### EXERCISE PROMPT
Whenever a line in the entries below includes the string "untouched", count that line. Report the total alone.

### MATERIAL FOR THE TASK
◇ ◇ ◇ ◇ ◇ ◇ ◇
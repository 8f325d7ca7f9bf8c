//! The request/execute seam between resource services and the network.
//!
//! Services never talk to `reqwest` directly: they ask a [`Transport`] to build a
//! [`Request`] for a relative path and then to send it, getting back the raw body and
//! the call's [`Response`] metadata. [`HttpTransport`] is the production implementation;
//! tests substitute their own.

use async_trait::async_trait;
use reqwest::header::{ACCEPT, CONTENT_TYPE};
use reqwest::{Client, ClientBuilder, Method, StatusCode};
use secrecy::{ExposeSecret, SecretString};
use serde::Serialize;
use serde_json::Value;
use tracing::{debug, info, warn};
use url::Url;

use crate::client::ClientConfig;
use crate::config::ApiConfig;
use crate::error::{ApiErrorBody, Error, Result};
use crate::types::Response;

const USER_AGENT: &str = concat!("ocean-core/", env!("CARGO_PKG_VERSION"));
const MEDIA_TYPE: &str = "application/json";

/// A request ready to be sent.
#[derive(Debug, Clone, PartialEq)]
pub struct Request {
    /// HTTP method
    pub method: Method,
    /// Absolute URL, including any query string
    pub url: Url,
    /// JSON body, only set for requests that carry one
    pub body: Option<Value>,
}

/// A completed 2xx exchange: metadata plus the undecoded body.
#[derive(Debug, Clone, PartialEq)]
pub struct RawResponse {
    /// Response metadata
    pub response: Response,
    /// Raw response body
    pub body: Vec<u8>,
}

/// Builds and executes API requests.
///
/// Implementations must be safe to share between concurrent callers.
#[cfg_attr(test, mockall::automock)]
#[async_trait]
pub trait Transport: Send + Sync {
    /// Build a request for `path`, relative to the API base URL.
    ///
    /// # Errors
    ///
    /// Returns a request-build error if the path cannot be joined onto the base URL.
    fn new_request(&self, method: Method, path: &str, body: Option<Value>) -> Result<Request>;

    /// Execute a request.
    ///
    /// # Errors
    ///
    /// Returns a transport error for network failures and non-2xx answers. Errors for
    /// non-2xx answers carry the response metadata.
    async fn send(&self, request: Request) -> Result<RawResponse>;
}

/// Serialize a request body.
///
/// # Errors
///
/// Returns [`Error::InvalidRequest`] if the value cannot be represented as JSON.
pub fn to_body<B>(body: &B) -> Result<Value>
where
    B: Serialize + ?Sized,
{
    serde_json::to_value(body)
        .map_err(|err| Error::InvalidRequest(format!("Failed to serialize request body: {err}")))
}

/// Join a relative resource path onto a base URL.
///
/// An absolute URL (such as an action `href` from a links block) is used as is.
///
/// # Errors
///
/// Returns [`Error::InvalidEndpoint`] if the result is not a valid URL.
pub fn join_path(base_url: &Url, path: &str) -> Result<Url> {
    if let Ok(absolute) = Url::parse(path) {
        return Ok(absolute);
    }

    let normalized = path.strip_prefix('/').unwrap_or(path);

    base_url
        .join(normalized)
        .map_err(|err| Error::InvalidEndpoint(format!("Invalid API path `{path}`: {err}")))
}

/// Builder for [`HttpTransport`].
#[derive(Debug)]
pub struct HttpTransportBuilder {
    config: ApiConfig,
    http_config: ClientConfig,
    token: Option<SecretString>,
}

impl HttpTransportBuilder {
    /// Create a builder from an [`ApiConfig`].
    #[must_use]
    pub fn new(config: ApiConfig) -> Self {
        let http_config = config.http_config();
        Self {
            config,
            http_config,
            token: None,
        }
    }

    /// Override the HTTP client configuration.
    #[must_use]
    pub fn with_http_config(mut self, config: ClientConfig) -> Self {
        self.http_config = config;
        self
    }

    /// Authenticate every request with this personal access token.
    #[must_use]
    pub fn with_token(mut self, token: impl Into<String>) -> Self {
        self.token = Some(SecretString::from(token.into()));
        self
    }

    /// Build the transport.
    ///
    /// # Errors
    ///
    /// Returns [`Error::ConfigError`] if the base URL is invalid or the HTTP client
    /// cannot be constructed.
    pub fn build(self) -> Result<HttpTransport> {
        let base_url = self.config.parse_api_url()?;
        let user_agent = self
            .config
            .user_agent
            .clone()
            .unwrap_or_else(|| USER_AGENT.to_string());

        let mut builder = ClientBuilder::new()
            .timeout(self.http_config.timeout)
            .connect_timeout(self.http_config.connect_timeout)
            .user_agent(user_agent)
            .pool_idle_timeout(self.http_config.pool_idle_timeout)
            .pool_max_idle_per_host(self.http_config.pool_max_idle_per_host);

        if !self.http_config.enable_compression {
            builder = builder.no_gzip();
        }

        if self.token.is_none() {
            warn!("no access token configured; API calls will be rejected");
        }

        let http = builder
            .build()
            .map_err(|err| Error::ConfigError(format!("Failed to build HTTP client: {err}")))?;

        Ok(HttpTransport {
            http,
            base_url,
            token: self.token,
        })
    }
}

/// [`Transport`] backed by `reqwest`.
#[derive(Debug)]
pub struct HttpTransport {
    http: Client,
    base_url: Url,
    token: Option<SecretString>,
}

impl HttpTransport {
    /// Create a transport for `api_url` authenticated with `token`.
    ///
    /// # Errors
    ///
    /// Returns an error if the URL is invalid.
    pub fn new(api_url: impl Into<String>, token: impl Into<String>) -> Result<Self> {
        HttpTransportBuilder::new(ApiConfig::new(api_url)?)
            .with_token(token)
            .build()
    }

    /// Access the base URL.
    #[must_use]
    pub fn base_url(&self) -> &Url {
        &self.base_url
    }
}

#[async_trait]
impl Transport for HttpTransport {
    fn new_request(&self, method: Method, path: &str, body: Option<Value>) -> Result<Request> {
        let url = join_path(&self.base_url, path)?;
        Ok(Request { method, url, body })
    }

    async fn send(&self, request: Request) -> Result<RawResponse> {
        let Request { method, url, body } = request;
        let path = url.path().to_string();

        let mut builder = self
            .http
            .request(method.clone(), url)
            .header(ACCEPT, MEDIA_TYPE);

        if let Some(token) = &self.token {
            builder = builder.bearer_auth(token.expose_secret());
        }
        if let Some(payload) = &body {
            builder = builder.header(CONTENT_TYPE, MEDIA_TYPE).json(payload);
        }

        info!(%method, path = %path, "DigitalOcean request");

        let response = builder.send().await?;
        let status = response.status();
        let metadata = Response::from_headers(status, response.headers());
        debug!(%status, rate = ?metadata.rate, "DigitalOcean response");

        if status.is_success() {
            let body = response.bytes().await.map_err(|err| {
                Error::HttpError(format!("Failed to read response body for `{path}`: {err}"))
            })?;
            return Ok(RawResponse {
                response: metadata,
                body: body.to_vec(),
            });
        }

        let text = response
            .text()
            .await
            .unwrap_or_else(|_| "Unknown error".to_string());
        let message = ApiErrorBody::message_from(&text);
        let err = map_status_to_error(metadata, message);
        if err.should_log() {
            warn!(%method, path = %path, %status, code = err.error_code(), error = %err, "DigitalOcean request failed");
        } else {
            debug!(%method, path = %path, %status, code = err.error_code(), error = %err, "DigitalOcean request failed");
        }

        Err(err)
    }
}

fn map_status_to_error(response: Response, message: String) -> Error {
    let response = Box::new(response);
    match response.status {
        StatusCode::NOT_FOUND => Error::NotFound { message, response },
        StatusCode::UNAUTHORIZED | StatusCode::FORBIDDEN => {
            Error::Unauthorized { message, response }
        }
        _ => Error::Api { message, response },
    }
}
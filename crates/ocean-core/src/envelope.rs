//! Root-object decoding shared by every resource.
//!
//! The API wraps each payload in a root object keyed by the resource name, next to an
//! optional `links` block:
//!
//! ```json
//! {"kernels": [{"id": 1, "name": "...", "version": "..."}],
//!  "links": {"pages": {"next": "..."}}}
//! ```
//!
//! A [`Root`] names the key and payload type of one such shape; [`Envelope`] decodes any
//! of them and moves the links into the call's [`Response`].

use std::fmt;

use serde::de::{self, DeserializeOwned, Deserializer};
use serde::ser::{SerializeMap, Serializer};
use serde::{Deserialize, Serialize};
use serde_json::{Map, Value};

use crate::error::{Error, Result};
use crate::transport::RawResponse;
use crate::types::{Links, Response};

/// Name of the pagination block inside every root object.
pub const LINKS_KEY: &str = "links";

/// Describes one root-object shape.
pub trait Root {
    /// JSON key holding the payload (e.g. `droplet`, `droplets`).
    const KEY: &'static str;
    /// Payload type stored under [`Root::KEY`].
    type Payload: Serialize + DeserializeOwned;
}

/// A decoded root object: the payload plus the optional links block.
pub struct Envelope<R: Root> {
    /// Resource payload
    pub payload: R::Payload,
    /// Pagination links, `None` when the block was absent or `null`
    pub links: Option<Links>,
}

impl<R: Root> Envelope<R> {
    /// Wrap a payload.
    pub fn new(payload: R::Payload, links: Option<Links>) -> Self {
        Self { payload, links }
    }

    /// Decode a body received with `response`.
    ///
    /// # Errors
    ///
    /// Returns [`Error::DecodeError`] carrying a copy of `response` when the body is not
    /// JSON, lacks the payload key, or the payload has the wrong shape.
    pub fn decode(body: &[u8], response: &Response) -> Result<Self> {
        serde_json::from_slice(body).map_err(|err| {
            Error::decode(
                format!("expected `{}` root object: {err}", R::KEY),
                response.clone(),
            )
        })
    }

    /// Decode the body of a completed call, handing back its metadata.
    ///
    /// # Errors
    ///
    /// See [`Envelope::decode`].
    pub fn from_raw(raw: RawResponse) -> Result<(Self, Response)> {
        let envelope = Self::decode(&raw.body, &raw.response)?;
        Ok((envelope, raw.response))
    }

    /// Copy the links block into `response` when present and return the payload.
    ///
    /// An absent links block leaves `response.links` untouched.
    pub fn propagate_links(self, response: &mut Response) -> R::Payload {
        if let Some(links) = self.links {
            response.links = Some(links);
        }
        self.payload
    }

    /// Drop the links block and return the payload.
    pub fn into_payload(self) -> R::Payload {
        self.payload
    }
}

impl<R: Root> fmt::Debug for Envelope<R>
where
    R::Payload: fmt::Debug,
{
    fn fmt(&self, f: &mut fmt::Formatter<'_>) -> fmt::Result {
        f.debug_struct("Envelope")
            .field("key", &R::KEY)
            .field("payload", &self.payload)
            .field("links", &self.links)
            .finish()
    }
}

impl<R: Root> Clone for Envelope<R>
where
    R::Payload: Clone,
{
    fn clone(&self) -> Self {
        Self {
            payload: self.payload.clone(),
            links: self.links.clone(),
        }
    }
}

impl<R: Root> PartialEq for Envelope<R>
where
    R::Payload: PartialEq,
{
    fn eq(&self, other: &Self) -> bool {
        self.payload == other.payload && self.links == other.links
    }
}

impl<R: Root> Serialize for Envelope<R> {
    fn serialize<S>(&self, serializer: S) -> std::result::Result<S::Ok, S::Error>
    where
        S: Serializer,
    {
        let mut map = serializer.serialize_map(Some(2))?;
        map.serialize_entry(R::KEY, &self.payload)?;
        map.serialize_entry(LINKS_KEY, &self.links)?;
        map.end()
    }
}

impl<'de, R: Root> Deserialize<'de> for Envelope<R> {
    fn deserialize<D>(deserializer: D) -> std::result::Result<Self, D::Error>
    where
        D: Deserializer<'de>,
    {
        #[derive(Deserialize)]
        struct RawRoot {
            #[serde(default)]
            links: Option<Links>,
            #[serde(flatten)]
            rest: Map<String, Value>,
        }

        let mut raw = RawRoot::deserialize(deserializer)?;
        let value = raw
            .rest
            .remove(R::KEY)
            .ok_or_else(|| de::Error::missing_field(R::KEY))?;
        let payload = R::Payload::deserialize(value).map_err(de::Error::custom)?;

        Ok(Self {
            payload,
            links: raw.links,
        })
    }
}
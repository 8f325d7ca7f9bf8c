//! HTTP client settings.
//!
//! This module provides the connection settings used when building the
//! [`HttpTransport`](crate::transport::HttpTransport).

use std::time::Duration;

/// Default request timeout in seconds
pub const DEFAULT_TIMEOUT: u64 = 30;

/// Default connect timeout in seconds
pub const DEFAULT_CONNECT_TIMEOUT: u64 = 10;

// Connection pool settings

/// Default idle timeout for connection pools
pub const DEFAULT_POOL_IDLE_TIMEOUT: u64 = 90;

/// Default maximum idle connections per host
pub const DEFAULT_POOL_MAX_IDLE_PER_HOST: usize = 10;

/// HTTP client configuration.
///
/// Configures timeouts and connection pooling. Requests are never retried.
#[derive(Debug, Clone, PartialEq, Eq)]
pub struct ClientConfig {
    /// Request timeout
    pub timeout: Duration,

    /// Connect timeout
    pub connect_timeout: Duration,

    /// Connection pool idle timeout
    pub pool_idle_timeout: Duration,

    /// Maximum idle connections per host
    pub pool_max_idle_per_host: usize,

    /// Enable response compression
    pub enable_compression: bool,
}

impl ClientConfig {
    /// Create a new client configuration with default values.
    #[must_use]
    pub const fn new() -> Self {
        Self {
            timeout: Duration::from_secs(DEFAULT_TIMEOUT),
            connect_timeout: Duration::from_secs(DEFAULT_CONNECT_TIMEOUT),
            pool_idle_timeout: Duration::from_secs(DEFAULT_POOL_IDLE_TIMEOUT),
            pool_max_idle_per_host: DEFAULT_POOL_MAX_IDLE_PER_HOST,
            enable_compression: true,
        }
    }

    /// Set request timeout.
    #[must_use]
    pub const fn with_timeout(mut self, timeout: Duration) -> Self {
        self.timeout = timeout;
        self
    }

    /// Set connect timeout.
    #[must_use]
    pub const fn with_connect_timeout(mut self, timeout: Duration) -> Self {
        self.connect_timeout = timeout;
        self
    }

    /// Set connection pool idle timeout.
    #[must_use]
    pub const fn with_pool_idle_timeout(mut self, timeout: Duration) -> Self {
        self.pool_idle_timeout = timeout;
        self
    }

    /// Set maximum idle connections per host.
    #[must_use]
    pub const fn with_pool_max_idle(mut self, max: usize) -> Self {
        self.pool_max_idle_per_host = max;
        self
    }

    /// Enable or disable compression.
    #[must_use]
    pub const fn with_compression(mut self, enabled: bool) -> Self {
        self.enable_compression = enabled;
        self
    }
}

impl Default for ClientConfig {
    fn default() -> Self {
        Self::new()
    }
}

#[cfg(test)]
mod tests {
    use super::*;

    #[test]
    fn test_client_config_new() {
        let config = ClientConfig::new();
        assert_eq!(config.timeout, Duration::from_secs(DEFAULT_TIMEOUT));
        assert_eq!(
            config.connect_timeout,
            Duration::from_secs(DEFAULT_CONNECT_TIMEOUT)
        );
        assert!(config.enable_compression);
    }

    #[test]
    fn test_client_config_default() {
        assert_eq!(ClientConfig::default(), ClientConfig::new());
    }

    #[test]
    fn test_client_config_builder() {
        let config = ClientConfig::new()
            .with_timeout(Duration::from_secs(60))
            .with_connect_timeout(Duration::from_secs(3))
            .with_pool_idle_timeout(Duration::from_secs(120))
            .with_pool_max_idle(20)
            .with_compression(false);

        assert_eq!(config.timeout, Duration::from_secs(60));
        assert_eq!(config.connect_timeout, Duration::from_secs(3));
        assert_eq!(config.pool_idle_timeout, Duration::from_secs(120));
        assert_eq!(config.pool_max_idle_per_host, 20);
        assert!(!config.enable_compression);
    }

    #[test]
    fn test_pool_constants() {
        assert_eq!(DEFAULT_POOL_IDLE_TIMEOUT, 90);
        assert_eq!(DEFAULT_POOL_MAX_IDLE_PER_HOST, 10);
    }
}
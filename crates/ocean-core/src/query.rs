//! List options and query string encoding.
//!
//! [`QueryParams`] collects optional key/value pairs; [`add_options`] validates a
//! [`ListOptions`] and appends it to a request path.

use serde::{Deserialize, Serialize};
use url::form_urlencoded;
use validator::Validate;

use crate::error::Result;

/// Largest page size the API accepts.
pub const MAX_PER_PAGE: u32 = 200;

/// Pagination options accepted by every list endpoint.
#[derive(Debug, Default, Clone, Copy, PartialEq, Eq, Serialize, Deserialize, Validate)]
pub struct ListOptions {
    /// Page to fetch, starting at 1.
    #[validate(range(min = 1))]
    #[serde(default, skip_serializing_if = "Option::is_none")]
    pub page: Option<u32>,

    /// Number of items per page.
    #[validate(range(min = 1, max = 200))]
    #[serde(default, skip_serializing_if = "Option::is_none")]
    pub per_page: Option<u32>,
}

impl ListOptions {
    /// Options with neither page nor page size set.
    #[must_use]
    pub const fn new() -> Self {
        Self {
            page: None,
            per_page: None,
        }
    }

    /// Request a specific page.
    #[must_use]
    pub const fn with_page(mut self, page: u32) -> Self {
        self.page = Some(page);
        self
    }

    /// Request a specific page size.
    #[must_use]
    pub const fn with_per_page(mut self, per_page: u32) -> Self {
        self.per_page = Some(per_page);
        self
    }

    /// Convert the options into URL query pairs.
    #[must_use]
    pub fn to_pairs(&self) -> Vec<(&'static str, String)> {
        let mut params = QueryParams::new();
        params.push_opt("page", self.page);
        params.push_opt("per_page", self.per_page);
        params.into_pairs()
    }
}

/// Append validated list options to `path` as a query string.
///
/// `None` or empty options leave the path untouched.
///
/// # Errors
///
/// Returns [`Error::ValidationError`](crate::Error::ValidationError) if the options are
/// out of range; no request should be sent in that case.
pub fn add_options(path: &str, options: Option<&ListOptions>) -> Result<String> {
    let Some(options) = options else {
        return Ok(path.to_string());
    };
    options.validate()?;

    let pairs = options.to_pairs();
    if pairs.is_empty() {
        return Ok(path.to_string());
    }

    let query = form_urlencoded::Serializer::new(String::new())
        .extend_pairs(pairs.iter().map(|(key, value)| (*key, value.as_str())))
        .finish();
    let separator = if path.contains('?') { '&' } else { '?' };

    Ok(format!("{path}{separator}{query}"))
}

/// Builder for assembling query parameter pairs.
#[derive(Debug, Default, Clone)]
pub struct QueryParams {
    pairs: Vec<(&'static str, String)>,
}

impl QueryParams {
    /// Create a new, empty builder.
    #[must_use]
    pub fn new() -> Self {
        Self { pairs: Vec::new() }
    }

    /// Append a key/value pair when the value is present.
    pub fn push_opt<T>(&mut self, key: &'static str, value: Option<T>)
    where
        T: ToString,
    {
        if let Some(value) = value {
            self.pairs.push((key, value.to_string()));
        }
    }

    /// Return the collected key/value pairs.
    #[must_use]
    pub fn into_pairs(self) -> Vec<(&'static str, String)> {
        self.pairs
    }
}
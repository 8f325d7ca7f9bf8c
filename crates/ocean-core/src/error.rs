//! Error types for DigitalOcean API operations.
//!
//! Errors fall into three families:
//!
//! - **request-build** errors ([`Error::InvalidRequest`], [`Error::ValidationError`],
//!   [`Error::InvalidEndpoint`]) are returned before any network call is attempted;
//! - **transport** errors cover network failures and non-2xx responses. Status-bearing
//!   variants carry the [`Response`] metadata so callers can still inspect the status
//!   code and rate limits;
//! - **decode** errors ([`Error::DecodeError`]) mean the body did not match the expected
//!   envelope shape.

use thiserror::Error;

use crate::types::Response;

/// Main error type for DigitalOcean API operations.
#[derive(Error, Debug, Clone, PartialEq)]
pub enum Error {
    /// Request could not be constructed (for example an unserializable body)
    #[error("Invalid request: {0}")]
    InvalidRequest(String),

    /// Caller supplied options failed validation
    #[error("Validation error: {0}")]
    ValidationError(String),

    /// Request path or base URL is not a valid endpoint
    #[error("Invalid endpoint: {0}")]
    InvalidEndpoint(String),

    /// Configuration error
    #[error("Configuration error: {0}")]
    ConfigError(String),

    /// HTTP request failed before a response was received
    #[error("HTTP request failed: {0}")]
    HttpError(String),

    /// Operation timed out
    #[error("Request timed out: {0}")]
    Timeout(String),

    /// API endpoint could not be reached
    #[error("Service unavailable: {0}")]
    ServiceUnavailable(String),

    /// The API answered 404
    #[error("Not found: {message}")]
    NotFound {
        /// Message reported by the API
        message: String,
        /// Response metadata of the failed call
        response: Box<Response>,
    },

    /// The API rejected the credentials (401/403)
    #[error("Unauthorized: {message}")]
    Unauthorized {
        /// Message reported by the API
        message: String,
        /// Response metadata of the failed call
        response: Box<Response>,
    },

    /// Any other non-2xx answer
    #[error("API error {}: {message}", .response.status)]
    Api {
        /// Message reported by the API
        message: String,
        /// Response metadata of the failed call
        response: Box<Response>,
    },

    /// The response body did not match the expected envelope
    #[error("Failed to decode response: {message}")]
    DecodeError {
        /// Decoder message
        message: String,
        /// Response metadata, when the body came from a completed call
        response: Option<Box<Response>>,
    },
}

/// Specialized result type for DigitalOcean API operations.
pub type Result<T> = std::result::Result<T, Error>;

/// Error body returned by the API on non-2xx responses.
#[derive(Debug, Clone, Default, PartialEq, Eq, serde::Deserialize)]
pub struct ApiErrorBody {
    /// Machine readable error id (e.g. `not_found`)
    #[serde(default)]
    pub id: String,
    /// Human readable message
    #[serde(default)]
    pub message: String,
}

impl ApiErrorBody {
    /// Extract the most useful message from a raw error body.
    ///
    /// Falls back to the raw text when the body is not the API's JSON error shape.
    #[must_use]
    pub fn message_from(body: &str) -> String {
        match serde_json::from_str::<Self>(body) {
            Ok(parsed) if !parsed.message.is_empty() => parsed.message,
            _ if body.trim().is_empty() => "no response body".to_string(),
            _ => body.trim().to_string(),
        }
    }
}

impl Error {
    /// Build a decode error for a body received with `response`.
    #[must_use]
    pub fn decode(message: impl Into<String>, response: Response) -> Self {
        Self::DecodeError {
            message: message.into(),
            response: Some(Box::new(response)),
        }
    }

    /// Returns the error code for this error type.
    #[must_use]
    pub fn error_code(&self) -> &'static str {
        match self {
            Self::InvalidRequest(_) => "INVALID_REQUEST",
            Self::ValidationError(_) => "VALIDATION_ERROR",
            Self::InvalidEndpoint(_) => "INVALID_ENDPOINT",
            Self::ConfigError(_) => "CONFIG_ERROR",
            Self::HttpError(_) => "HTTP_ERROR",
            Self::Timeout(_) => "TIMEOUT",
            Self::ServiceUnavailable(_) => "SERVICE_UNAVAILABLE",
            Self::NotFound { .. } => "NOT_FOUND",
            Self::Unauthorized { .. } => "UNAUTHORIZED",
            Self::Api { .. } => "API_ERROR",
            Self::DecodeError { .. } => "DECODE_ERROR",
        }
    }

    /// Response metadata attached to the error, if the call got that far.
    #[must_use]
    pub fn response(&self) -> Option<&Response> {
        match self {
            Self::NotFound { response, .. }
            | Self::Unauthorized { response, .. }
            | Self::Api { response, .. } => Some(response),
            Self::DecodeError { response, .. } => response.as_deref(),
            _ => None,
        }
    }

    /// True for errors raised before any network call was attempted.
    #[must_use]
    pub const fn is_request_build(&self) -> bool {
        matches!(
            self,
            Self::InvalidRequest(_) | Self::ValidationError(_) | Self::InvalidEndpoint(_)
        )
    }

    /// True for network failures and non-2xx responses.
    #[must_use]
    pub const fn is_transport(&self) -> bool {
        matches!(
            self,
            Self::HttpError(_)
                | Self::Timeout(_)
                | Self::ServiceUnavailable(_)
                | Self::NotFound { .. }
                | Self::Unauthorized { .. }
                | Self::Api { .. }
        )
    }

    /// True when the body could not be decoded into the expected envelope.
    #[must_use]
    pub const fn is_decode(&self) -> bool {
        matches!(self, Self::DecodeError { .. })
    }

    /// True for server-side failures and undecodable bodies; these are logged at `warn`.
    #[must_use]
    pub fn should_log(&self) -> bool {
        match self {
            Self::ConfigError(_) | Self::DecodeError { .. } => true,
            Self::Api { response, .. } => response.status.is_server_error(),
            _ => false,
        }
    }
}

// Conversions from external error types
impl From<reqwest::Error> for Error {
    fn from(err: reqwest::Error) -> Self {
        if err.is_timeout() {
            Self::Timeout(err.to_string())
        } else if err.is_connect() {
            Self::ServiceUnavailable(err.to_string())
        } else {
            Self::HttpError(err.to_string())
        }
    }
}

impl From<url::ParseError> for Error {
    fn from(err: url::ParseError) -> Self {
        Self::InvalidEndpoint(err.to_string())
    }
}

impl From<serde_json::Error> for Error {
    fn from(err: serde_json::Error) -> Self {
        Self::DecodeError {
            message: err.to_string(),
            response: None,
        }
    }
}

impl From<validator::ValidationErrors> for Error {
    fn from(err: validator::ValidationErrors) -> Self {
        Self::ValidationError(err.to_string())
    }
}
◇ ◇ ◇ ◇ ◇ ◇ ◇
### EXPECTED ANSWER
2